(DATASET CONTENT)

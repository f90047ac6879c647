//! One parse/resolve pass over a clinical document.
//!
//! A pass owns everything it creates. Passes share nothing but the catalogue client inside
//! the [`ResolutionEngine`], so any number of them may run concurrently.

use crate::aggregate::{assemble_aggregate, AggregateEntity, ResourceKind};
use crate::availability::{
    check_availability, AvailabilityState, AvailabilityTracker, UnavailabilityMarker,
};
use crate::constants::E_PRESCRIPTION_DOCUMENT;
use crate::diagnostics::Diagnostics;
use crate::resolution::{EntityDisplay, ResolutionEngine};
use crate::TerminologyResult;
use fhir::{ClinicalDocument, DocumentType};
use ncp_types::LanguageCode;
use serde::Serialize;
use std::collections::BTreeMap;

/// Text formats a document can arrive in.
#[derive(Clone, Copy, Debug, PartialEq, Eq)]
pub enum DocumentFormat {
    Json,
    Yaml,
}

/// Parse a document envelope.
///
/// # Errors
///
/// Returns [`crate::TerminologyError::MalformedDocument`] if the text is not a readable
/// document. This is the only fatal error of a pass.
pub fn parse_document(text: &str, format: DocumentFormat) -> TerminologyResult<ClinicalDocument> {
    let document = match format {
        DocumentFormat::Json => ClinicalDocument::parse_json(text)?,
        DocumentFormat::Yaml => ClinicalDocument::parse_yaml(text)?,
    };
    Ok(document)
}

/// A resource kind a document type is expected to carry.
#[derive(Clone, Debug, PartialEq, Eq)]
pub struct Expectation {
    pub kind: ResourceKind,
    /// Shown to the reader when the kind turns out to be absent.
    pub reason: String,
}

/// Which resource kinds a document type is expected to carry.
#[derive(Clone, Debug, PartialEq, Eq)]
pub struct DocumentContract {
    name: String,
    expectations: Vec<Expectation>,
}

impl DocumentContract {
    pub fn new(name: impl Into<String>, expectations: Vec<Expectation>) -> Self {
        Self {
            name: name.into(),
            expectations,
        }
    }

    pub fn patient_summary() -> Self {
        Self::new(
            "Patient Summary",
            vec![
                Expectation {
                    kind: ResourceKind::Practitioner,
                    reason: "Practitioner information was not provided by the country of origin".into(),
                },
                Expectation {
                    kind: ResourceKind::Organization,
                    reason: "Organization information was not provided by the country of origin".into(),
                },
            ],
        )
    }

    pub fn e_prescription() -> Self {
        Self::new(
            "ePrescription",
            vec![
                Expectation {
                    kind: ResourceKind::Practitioner,
                    reason: "The prescriber was not identified in this prescription".into(),
                },
                Expectation {
                    kind: ResourceKind::Organization,
                    reason: "The prescribing organization was not identified in this prescription".into(),
                },
            ],
        )
    }

    /// Contract for a document's declared type; unknown or missing types get the Patient
    /// Summary contract.
    pub fn for_document_type(document_type: Option<&DocumentType>) -> Self {
        match document_type.map(|t| t.code.as_str()) {
            Some(E_PRESCRIPTION_DOCUMENT) => Self::e_prescription(),
            _ => Self::patient_summary(),
        }
    }

    pub fn name(&self) -> &str {
        &self.name
    }

    pub fn expectation(&self, kind: ResourceKind) -> Option<&Expectation> {
        self.expectations.iter().find(|e| e.kind == kind)
    }
}

/// Everything a pass produced, ready for the presentation layer.
#[derive(Clone, Debug, PartialEq, Eq, Serialize)]
#[serde(rename_all = "camelCase")]
pub struct PassReport {
    pub contract: String,
    pub language: LanguageCode,
    #[serde(skip_serializing_if = "Option::is_none")]
    pub document_type: Option<String>,
    pub states: BTreeMap<ResourceKind, AvailabilityState>,
    pub entities: BTreeMap<ResourceKind, Vec<EntityDisplay>>,
    pub unavailable: Vec<UnavailabilityMarker>,
    pub diagnostics: Diagnostics,
}

impl PassReport {
    pub fn displays(&self, kind: ResourceKind) -> &[EntityDisplay] {
        self.entities.get(&kind).map(Vec::as_slice).unwrap_or(&[])
    }

    pub fn marker(&self, kind: ResourceKind) -> Option<&UnavailabilityMarker> {
        self.unavailable
            .iter()
            .find(|m| m.resource_kind == kind.as_str())
    }
}

/// Drives extraction, availability checks and resolution for one document.
#[derive(Clone, Debug)]
pub struct ResolutionPass {
    engine: ResolutionEngine,
}

impl ResolutionPass {
    pub fn new(engine: ResolutionEngine) -> Self {
        Self { engine }
    }

    pub fn engine(&self) -> &ResolutionEngine {
        &self.engine
    }

    /// Run one pass.
    ///
    /// Every kind the contract expects, and every aggregate kind the document carries, goes
    /// `PENDING → EXTRACTED → AVAILABLE | UNAVAILABLE`. Expected kinds that end up
    /// unavailable get a marker. Nothing below the document envelope fails the pass.
    ///
    /// # Errors
    ///
    /// Only state-machine misuse, which this function never triggers itself.
    pub async fn run(
        &self,
        document: &ClinicalDocument,
        contract: &DocumentContract,
        language: &LanguageCode,
    ) -> TerminologyResult<PassReport> {
        let mut diagnostics = Diagnostics::new();

        for skipped in &document.skipped_entries {
            diagnostics.extraction_warning(
                "Bundle",
                &format!("entry[{}]", skipped.index),
                skipped.reason.clone(),
            );
        }

        let mut states = BTreeMap::new();
        let mut entities = BTreeMap::new();
        let mut unavailable = Vec::new();

        for kind in ResourceKind::ALL {
            let raw = document.resources(kind.as_str());
            let expectation = contract.expectation(kind);
            if raw.is_empty() && expectation.is_none() {
                continue;
            }

            let mut tracker = AvailabilityTracker::new(kind.as_str());
            let assembled: Vec<AggregateEntity> = raw
                .iter()
                .map(|resource| assemble_aggregate(kind, &resource.body, &mut diagnostics))
                .collect();
            tracker.extracted(assembled.len())?;

            if let Some(expectation) = expectation {
                let reason = expectation.reason.as_str();
                if let Some(marker) =
                    check_availability(&assembled, kind.as_str(), reason, &mut diagnostics)
                {
                    unavailable.push(marker);
                }
            }
            states.insert(kind, tracker.conclude()?);

            let mut displays = Vec::with_capacity(assembled.len());
            for entity in &assembled {
                displays.push(
                    self.engine
                        .resolve_aggregate(entity, language, Some(document), &mut diagnostics)
                        .await,
                );
            }
            if !displays.is_empty() {
                entities.insert(kind, displays);
            }
        }

        Ok(PassReport {
            contract: contract.name().to_owned(),
            language: language.clone(),
            document_type: document.document_type.as_ref().map(|t| t.code.clone()),
            states,
            entities,
            unavailable,
            diagnostics,
        })
    }
}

(End DATASET CONTENT)

● **WHAT THE TASK ASKS**
Copy out all of the records, keeping every line identical.

● **RESULT OF THE EXERCISE**
repository f90047ac6879c647
//! One parse/resolve pass over a clinical document.
//!
//! A pass owns everything it creates. Passes share nothing but the catalogue client inside
//! the [`ResolutionEngine`], so any number of them may run concurrently.

use crate::aggregate::{assemble_aggregate, AggregateEntity, ResourceKind};
use crate::availability::{
    check_availability, AvailabilityState, AvailabilityTracker, UnavailabilityMarker,
};
use crate::constants::E_PRESCRIPTION_DOCUMENT;
use crate::diagnostics::Diagnostics;
use crate::resolution::{EntityDisplay, ResolutionEngine};
use crate::TerminologyResult;
use fhir::{ClinicalDocument, DocumentType};
use ncp_types::LanguageCode;
use serde::Serialize;
use std::collections::BTreeMap;

/// Text formats a document can arrive in.
#[derive(Clone, Copy, Debug, PartialEq, Eq)]
pub enum DocumentFormat {
    Json,
    Yaml,
}

/// Parse a document envelope.
///
/// # Errors
///
/// Returns [`crate::TerminologyError::MalformedDocument`] if the text is not a readable
/// document. This is the only fatal error of a pass.
pub fn parse_document(text: &str, format: DocumentFormat) -> TerminologyResult<ClinicalDocument> {
    let document = match format {
        DocumentFormat::Json => ClinicalDocument::parse_json(text)?,
        DocumentFormat::Yaml => ClinicalDocument::parse_yaml(text)?,
    };
    Ok(document)
}

/// A resource kind a document type is expected to carry.
#[derive(Clone, Debug, PartialEq, Eq)]
pub struct Expectation {
    pub kind: ResourceKind,
    /// Shown to the reader when the kind turns out to be absent.
    pub reason: String,
}

/// Which resource kinds a document type is expected to carry.
#[derive(Clone, Debug, PartialEq, Eq)]
pub struct DocumentContract {
    name: String,
    expectations: Vec<Expectation>,
}

impl DocumentContract {
    pub fn new(name: impl Into<String>, expectations: Vec<Expectation>) -> Self {
        Self {
            name: name.into(),
            expectations,
        }
    }

    pub fn patient_summary() -> Self {
        Self::new(
            "Patient Summary",
            vec![
                Expectation {
                    kind: ResourceKind::Practitioner,
                    reason: "Practitioner information was not provided by the country of origin".into(),
                },
                Expectation {
                    kind: ResourceKind::Organization,
                    reason: "Organization information was not provided by the country of origin".into(),
                },
            ],
        )
    }

    pub fn e_prescription() -> Self {
        Self::new(
            "ePrescription",
            vec![
                Expectation {
                    kind: ResourceKind::Practitioner,
                    reason: "The prescriber was not identified in this prescription".into(),
                },
                Expectation {
                    kind: ResourceKind::Organization,
                    reason: "The prescribing organization was not identified in this prescription".into(),
                },
            ],
        )
    }

    /// Contract for a document's declared type; unknown or missing types get the Patient
    /// Summary contract.
    pub fn for_document_type(document_type: Option<&DocumentType>) -> Self {
        match document_type.map(|t| t.code.as_str()) {
            Some(E_PRESCRIPTION_DOCUMENT) => Self::e_prescription(),
            _ => Self::patient_summary(),
        }
    }

    pub fn name(&self) -> &str {
        &self.name
    }

    pub fn expectation(&self, kind: ResourceKind) -> Option<&Expectation> {
        self.expectations.iter().find(|e| e.kind == kind)
    }
}

/// Everything a pass produced, ready for the presentation layer.
#[derive(Clone, Debug, PartialEq, Eq, Serialize)]
#[serde(rename_all = "camelCase")]
pub struct PassReport {
    pub contract: String,
    pub language: LanguageCode,
    #[serde(skip_serializing_if = "Option::is_none")]
    pub document_type: Option<String>,
    pub states: BTreeMap<ResourceKind, AvailabilityState>,
    pub entities: BTreeMap<ResourceKind, Vec<EntityDisplay>>,
    pub unavailable: Vec<UnavailabilityMarker>,
    pub diagnostics: Diagnostics,
}

impl PassReport {
    pub fn displays(&self, kind: ResourceKind) -> &[EntityDisplay] {
        self.entities.get(&kind).map(Vec::as_slice).unwrap_or(&[])
    }

    pub fn marker(&self, kind: ResourceKind) -> Option<&UnavailabilityMarker> {
        self.unavailable
            .iter()
            .find(|m| m.resource_kind == kind.as_str())
    }
}

/// Drives extraction, availability checks and resolution for one document.
#[derive(Clone, Debug)]
pub struct ResolutionPass {
    engine: ResolutionEngine,
}

impl ResolutionPass {
    pub fn new(engine: ResolutionEngine) -> Self {
        Self { engine }
    }

    pub fn engine(&self) -> &ResolutionEngine {
        &self.engine
    }

    /// Run one pass.
    ///
    /// Every kind the contract expects, and every aggregate kind the document carries, goes
    /// `PENDING → EXTRACTED → AVAILABLE | UNAVAILABLE`. Expected kinds that end up
    /// unavailable get a marker. Nothing below the document envelope fails the pass.
    ///
    /// # Errors
    ///
    /// Only state-machine misuse, which this function never triggers itself.
    pub async fn run(
        &self,
        document: &ClinicalDocument,
        contract: &DocumentContract,
        language: &LanguageCode,
    ) -> TerminologyResult<PassReport> {
        let mut diagnostics = Diagnostics::new();

        for skipped in &document.skipped_entries {
            diagnostics.extraction_warning(
                "Bundle",
                &format!("entry[{}]", skipped.index),
                skipped.reason.clone(),
            );
        }

        let mut states = BTreeMap::new();
        let mut entities = BTreeMap::new();
        let mut unavailable = Vec::new();

        for kind in ResourceKind::ALL {
            let raw = document.resources(kind.as_str());
            let expectation = contract.expectation(kind);
            if raw.is_empty() && expectation.is_none() {
                continue;
            }

            let mut tracker = AvailabilityTracker::new(kind.as_str());
            let assembled: Vec<AggregateEntity> = raw
                .iter()
                .map(|resource| assemble_aggregate(kind, &resource.body, &mut diagnostics))
                .collect();
            tracker.extracted(assembled.len())?;

            if let Some(expectation) = expectation {
                let reason = expectation.reason.as_str();
                if let Some(marker) =
                    check_availability(&assembled, kind.as_str(), reason, &mut diagnostics)
                {
                    unavailable.push(marker);
                }
            }
            states.insert(kind, tracker.conclude()?);

            let mut displays = Vec::with_capacity(assembled.len());
            for entity in &assembled {
                displays.push(
                    self.engine
                        .resolve_aggregate(entity, language, Some(document), &mut diagnostics)
                        .await,
                );
            }
            if !displays.is_empty() {
                entities.insert(kind, displays);
            }
        }

        Ok(PassReport {
            contract: contract.name().to_owned(),
            language: language.clone(),
            document_type: document.document_type.as_ref().map(|t| t.code.clone()),
            states,
            entities,
            unavailable,
            diagnostics,
        })
    }
}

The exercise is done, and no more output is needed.